Dataset entries
########

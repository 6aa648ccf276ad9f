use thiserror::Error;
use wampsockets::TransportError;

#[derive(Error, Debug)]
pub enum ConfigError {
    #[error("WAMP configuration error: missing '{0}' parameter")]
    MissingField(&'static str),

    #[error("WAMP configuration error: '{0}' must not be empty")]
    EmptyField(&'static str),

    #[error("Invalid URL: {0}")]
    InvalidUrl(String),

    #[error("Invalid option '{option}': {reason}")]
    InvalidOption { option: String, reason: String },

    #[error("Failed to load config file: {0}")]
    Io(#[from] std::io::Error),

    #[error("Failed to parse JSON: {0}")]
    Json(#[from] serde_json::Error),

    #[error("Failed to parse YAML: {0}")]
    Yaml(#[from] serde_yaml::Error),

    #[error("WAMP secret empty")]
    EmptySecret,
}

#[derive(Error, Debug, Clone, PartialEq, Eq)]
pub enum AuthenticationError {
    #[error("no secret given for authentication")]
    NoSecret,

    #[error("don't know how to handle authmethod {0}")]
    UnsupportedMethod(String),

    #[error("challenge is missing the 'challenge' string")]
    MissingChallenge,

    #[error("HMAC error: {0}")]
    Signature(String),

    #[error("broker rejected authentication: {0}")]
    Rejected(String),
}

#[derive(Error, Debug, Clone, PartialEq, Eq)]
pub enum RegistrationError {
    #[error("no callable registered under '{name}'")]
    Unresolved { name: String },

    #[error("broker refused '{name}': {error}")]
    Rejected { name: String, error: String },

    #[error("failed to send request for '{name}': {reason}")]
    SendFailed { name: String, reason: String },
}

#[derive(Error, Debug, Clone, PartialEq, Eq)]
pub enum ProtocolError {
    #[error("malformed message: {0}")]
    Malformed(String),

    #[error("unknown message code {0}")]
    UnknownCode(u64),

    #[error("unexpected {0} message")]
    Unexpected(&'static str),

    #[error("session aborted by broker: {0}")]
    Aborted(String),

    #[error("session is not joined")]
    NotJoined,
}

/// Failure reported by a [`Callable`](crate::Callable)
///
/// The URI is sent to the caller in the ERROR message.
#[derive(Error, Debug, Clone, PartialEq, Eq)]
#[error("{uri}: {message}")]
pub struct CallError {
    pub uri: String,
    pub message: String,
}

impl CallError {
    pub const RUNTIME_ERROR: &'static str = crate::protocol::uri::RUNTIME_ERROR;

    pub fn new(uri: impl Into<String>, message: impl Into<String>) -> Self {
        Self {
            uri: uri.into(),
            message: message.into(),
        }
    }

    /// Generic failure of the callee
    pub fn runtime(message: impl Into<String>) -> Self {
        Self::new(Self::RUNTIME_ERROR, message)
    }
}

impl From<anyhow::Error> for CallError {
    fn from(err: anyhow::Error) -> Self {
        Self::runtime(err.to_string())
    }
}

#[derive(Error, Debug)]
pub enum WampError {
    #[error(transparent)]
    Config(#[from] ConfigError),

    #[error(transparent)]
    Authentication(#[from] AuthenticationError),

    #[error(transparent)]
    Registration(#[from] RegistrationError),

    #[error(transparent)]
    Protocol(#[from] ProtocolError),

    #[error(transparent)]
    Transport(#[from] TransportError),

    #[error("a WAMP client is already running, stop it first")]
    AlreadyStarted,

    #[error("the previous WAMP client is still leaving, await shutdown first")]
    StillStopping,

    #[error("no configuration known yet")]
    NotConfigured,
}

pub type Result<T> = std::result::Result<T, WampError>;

########

## How to complete this task:
A word-for-word copy of the data is what should be returned.

## Answer for this exercise:
repository 6aa648ccf276ad9f
use thiserror::Error;
use wampsockets::TransportError;

#[derive(Error, Debug)]
pub enum ConfigError {
    #[error("WAMP configuration error: missing '{0}' parameter")]
    MissingField(&'static str),

    #[error("WAMP configuration error: '{0}' must not be empty")]
    EmptyField(&'static str),

    #[error("Invalid URL: {0}")]
    InvalidUrl(String),

    #[error("Invalid option '{option}': {reason}")]
    InvalidOption { option: String, reason: String },

    #[error("Failed to load config file: {0}")]
    Io(#[from] std::io::Error),

    #[error("Failed to parse JSON: {0}")]
    Json(#[from] serde_json::Error),

    #[error("Failed to parse YAML: {0}")]
    Yaml(#[from] serde_yaml::Error),

    #[error("WAMP secret empty")]
    EmptySecret,
}

#[derive(Error, Debug, Clone, PartialEq, Eq)]
pub enum AuthenticationError {
    #[error("no secret given for authentication")]
    NoSecret,

    #[error("don't know how to handle authmethod {0}")]
    UnsupportedMethod(String),

    #[error("challenge is missing the 'challenge' string")]
    MissingChallenge,

    #[error("HMAC error: {0}")]
    Signature(String),

    #[error("broker rejected authentication: {0}")]
    Rejected(String),
}

#[derive(Error, Debug, Clone, PartialEq, Eq)]
pub enum RegistrationError {
    #[error("no callable registered under '{name}'")]
    Unresolved { name: String },

    #[error("broker refused '{name}': {error}")]
    Rejected { name: String, error: String },

    #[error("failed to send request for '{name}': {reason}")]
    SendFailed { name: String, reason: String },
}

#[derive(Error, Debug, Clone, PartialEq, Eq)]
pub enum ProtocolError {
    #[error("malformed message: {0}")]
    Malformed(String),

    #[error("unknown message code {0}")]
    UnknownCode(u64),

    #[error("unexpected {0} message")]
    Unexpected(&'static str),

    #[error("session aborted by broker: {0}")]
    Aborted(String),

    #[error("session is not joined")]
    NotJoined,
}

/// Failure reported by a [`Callable`](crate::Callable)
///
/// The URI is sent to the caller in the ERROR message.
#[derive(Error, Debug, Clone, PartialEq, Eq)]
#[error("{uri}: {message}")]
pub struct CallError {
    pub uri: String,
    pub message: String,
}

impl CallError {
    pub const RUNTIME_ERROR: &'static str = crate::protocol::uri::RUNTIME_ERROR;

    pub fn new(uri: impl Into<String>, message: impl Into<String>) -> Self {
        Self {
            uri: uri.into(),
            message: message.into(),
        }
    }

    /// Generic failure of the callee
    pub fn runtime(message: impl Into<String>) -> Self {
        Self::new(Self::RUNTIME_ERROR, message)
    }
}

impl From<anyhow::Error> for CallError {
    fn from(err: anyhow::Error) -> Self {
        Self::runtime(err.to_string())
    }
}

#[derive(Error, Debug)]
pub enum WampError {
    #[error(transparent)]
    Config(#[from] ConfigError),

    #[error(transparent)]
    Authentication(#[from] AuthenticationError),

    #[error(transparent)]
    Registration(#[from] RegistrationError),

    #[error(transparent)]
    Protocol(#[from] ProtocolError),

    #[error(transparent)]
    Transport(#[from] TransportError),

    #[error("a WAMP client is already running, stop it first")]
    AlreadyStarted,

    #[error("the previous WAMP client is still leaving, await shutdown first")]
    StillStopping,

    #[error("no configuration known yet")]
    NotConfigured,
}

pub type Result<T> = std::result::Result<T, WampError>;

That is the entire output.